The Economist also kept open each team member’s job for the six months that they were on this special assignment, which came to be known as Project Red Stripe, and team members were recruited on the understanding that this wasn’t an opportunity for people who were bored with their jobs or wanting to leave.

Lesson 1: Consider carefully whether it’s better to bring together a team who already know each other, share a common professional language and have skills in common – and then buy-in extra skills as needed. Or do you prefer a broad knowledgebase but allow extra time for team members to get used to each other?

Lesson 2: Recruiting team members who want to return to their old jobs at the end of the project ensures that you don’t just get people who are bored with their work. But loyal employees are not necessarily the most creative. The angry and disaffected may have some of the best ideas.


Although team members brought their own ideas about what The Economist should do next, they began by asking readers and other interested parties. In so doing, they put their faith in ‘The Wisdom of Crowds’. In fact, ‘the crowd’ didn’t come up with anything the team hadn’t already thought of. So you could argue that the time they spent crowdsourcing was time wasted. But what if they had come up with something spectacular that way? How would you ever know without asking?

Lesson 3: Think very carefully about who is best placed to identify the best innovation for your organization. Is it you and your team? Your customers? Experts? Or the world at large?


The team had enormous freedom. There were no guidelines on what sort of innovation they should look for and they were free to launch the idea without first getting approval from the directors.
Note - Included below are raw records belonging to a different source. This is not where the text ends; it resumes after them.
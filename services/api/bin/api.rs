//! Main Entrypoint for the Silver-Line API Service
//!
//! This binary is responsible for:
//! 1. Loading configuration from the environment.
//! 2. Initializing the speech synthesis and recognition backends.
//! 3. Constructing the Axum router and applying middleware.
//! 4. Starting the web server and handling graceful shutdown.

use anyhow::Context;
use async_openai::config::OpenAIConfig;
use silverline_api::{
    config::Config,
    router::create_router,
    state::AppState,
    tts::{CachingSynthesizer, OpenAISynthesizer},
    ws::provider::openai::OpenAIRealtimeTranscriber,
};
use silverline_core::{
    interview::Disposition,
    questions::QUESTIONS,
    sink::LogSink,
};
use std::{net::SocketAddr, sync::Arc};
use tower_http::{
    cors::{Any, CorsLayer},
    trace::TraceLayer,
};
use tracing::{error, info, warn};

/// Listens for the `Ctrl+C` signal to gracefully shut down the server.
async fn shutdown_signal() {
    if let Err(e) = tokio::signal::ctrl_c().await {
        error!("Failed to listen for Ctrl+C: {}", e);
        return;
    }
    info!("Received shutdown signal. Shutting down gracefully...");
}

#[tokio::main]
async fn main() -> anyhow::Result<()> {
    // --- 1. Load Configuration ---
    let config = Config::from_env().context("Failed to load configuration")?;

    // --- 2. Initialize Logging ---
    tracing_subscriber::fmt()
        .with_max_level(config.log_level)
        .with_timer(tracing_subscriber::fmt::time::ChronoLocal::rfc_3339())
        .init();
    info!("Configuration loaded. Initializing application state...");

    // --- 3. Initialize Speech Backends ---
    let openai_config = OpenAIConfig::new()
        .with_api_key(&config.openai_api_key)
        .with_api_base("https://api.openai.com/v1");

    let synthesizer = Arc::new(CachingSynthesizer::new(OpenAISynthesizer::new(
        openai_config,
        &config.tts_model,
        &config.tts_voice,
    )?));
    let closing_lines = [Disposition::Escalate.message(), Disposition::Close.message()];
    if let Err(e) = synthesizer
        .warm(QUESTIONS.iter().copied().chain(closing_lines))
        .await
    {
        warn!(error = ?e, "Could not pre-synthesize prompts; they will be synthesized on first use.");
    }

    let transcriber = Arc::new(OpenAIRealtimeTranscriber::new(
        config.openai_api_key.clone(),
        config.realtime_model.clone(),
        config.transcription_model.clone(),
    ));

    let app_state = Arc::new(AppState {
        config: Arc::new(config.clone()),
        synthesizer,
        transcriber,
        sink: Arc::new(LogSink),
    });

    // --- 4. Create Router and Apply Middleware ---
    let cors = CorsLayer::new()
        .allow_origin(Any)
        .allow_methods(Any)
        .allow_headers(Any);

    let app = create_router(app_state)
        .layer(cors)
        .layer(TraceLayer::new_for_http());

    // --- 5. Start Server ---
    info!(
        tts_model = %config.tts_model,
        realtime_model = %config.realtime_model,
        escalation_threshold = config.escalation_threshold,
        stream_url = %config.stream_url(),
        bind_address = %config.bind_address,
        "Service configured. Starting server..."
    );
    let listener = tokio::net::TcpListener::bind(config.bind_address).await?;

    axum::serve(
        listener,
        app.into_make_service_with_connect_info::<SocketAddr>(),
    )
    .with_graceful_shutdown(shutdown_signal())
    .await?;

    info!("Server has shut down.");
    Ok(())
}
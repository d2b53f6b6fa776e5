//! Speech collaborator contracts.

use anyhow::Result;
use async_trait::async_trait;

/// One recognition result from the speech-input side.
///
/// `text` is `None` for silence or audio the recognizer could not transcribe.
#[derive(Debug, Clone, Default, PartialEq, Eq)]
pub struct UtteranceEvent {
    pub text: Option<String>,
}

impl UtteranceEvent {
    pub fn recognized(text: impl Into<String>) -> Self {
        Self {
            text: Some(text.into()),
        }
    }

    pub fn silence() -> Self {
        Self { text: None }
    }

    /// The transcript, if it holds anything other than whitespace.
    pub fn recognized_text(&self) -> Option<&str> {
        self.text
            .as_deref()
            .map(str::trim)
            .filter(|text| !text.is_empty())
    }
}

/// Renders text as speech to the caller.
///
/// `speak` resolves once the text has been handed to the transport; the
/// transport is responsible for holding back further input until playback
/// has finished.
#[cfg_attr(test, mockall::automock)]
#[async_trait]
pub trait SpeechOutput: Send + Sync {
    async fn speak(&self, text: &str) -> Result<()>;
}

#[cfg(test)]
mod tests {
    use super::*;

    #[test]
    fn test_recognized_text_filters_blank_transcripts() {
        assert_eq!(UtteranceEvent::silence().recognized_text(), None);
        assert_eq!(UtteranceEvent::recognized("").recognized_text(), None);
        assert_eq!(UtteranceEvent::recognized("  \t").recognized_text(), None);
        assert_eq!(
            UtteranceEvent::recognized(" satu ").recognized_text(),
            Some("satu")
        );
    }
}
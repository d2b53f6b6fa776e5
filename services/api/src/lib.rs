//! Silver-Line API Library Crate
//!
//! This library contains the telephone side of the screening service: the
//! Twilio webhook, the media stream WebSocket, speech synthesis and
//! recognition, configuration and routing. The binaries are thin wrappers
//! around this library.

pub mod audio_utils;
pub mod config;
pub mod handlers;
pub mod models;
pub mod router;
pub mod state;
pub mod tts;
pub mod ws;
In practice, this caused a lot of headaches and the team weren’t willing to jeopardise the business by launching an idea they believed in without first getting approval from the top. And, when they asked for approval, they didn’t get it.

Too much freedom can also cause problems with creativity. The Project Red Stripe team could do anything. At one point, they were working with top NGOs and their advisers to develop a business that would help the UN achieve one of its millennium goals. When world peace is within your grasp, why would you consider a humdrum, commercial web venture?

Lesson 4: Be realistic about how much freedom you can give an innovation team. Otherwise, it may turn into a millstone.

Lesson 5: “Thinking big” is necessary for a major innovation project, especially as it’s notoriously difficult to get people to think outside the box. But giving people the freedom to try and change the world may leave them dazed by the enormity of what they might achieve.


Big companies are large because they’re successful and success is a barrier to innovation. Why try something new and risky when what you’re doing now works? If it ain’t broke, why fix it? This was true at The Economist, which didn’t need a new business and didn’t need the two key ideas developed by Project Red Stripe.

Lesson 6: Do a risk assessment. Is the sponsor organization under sufficient pressure to want to run with whatever idea the team comes up with?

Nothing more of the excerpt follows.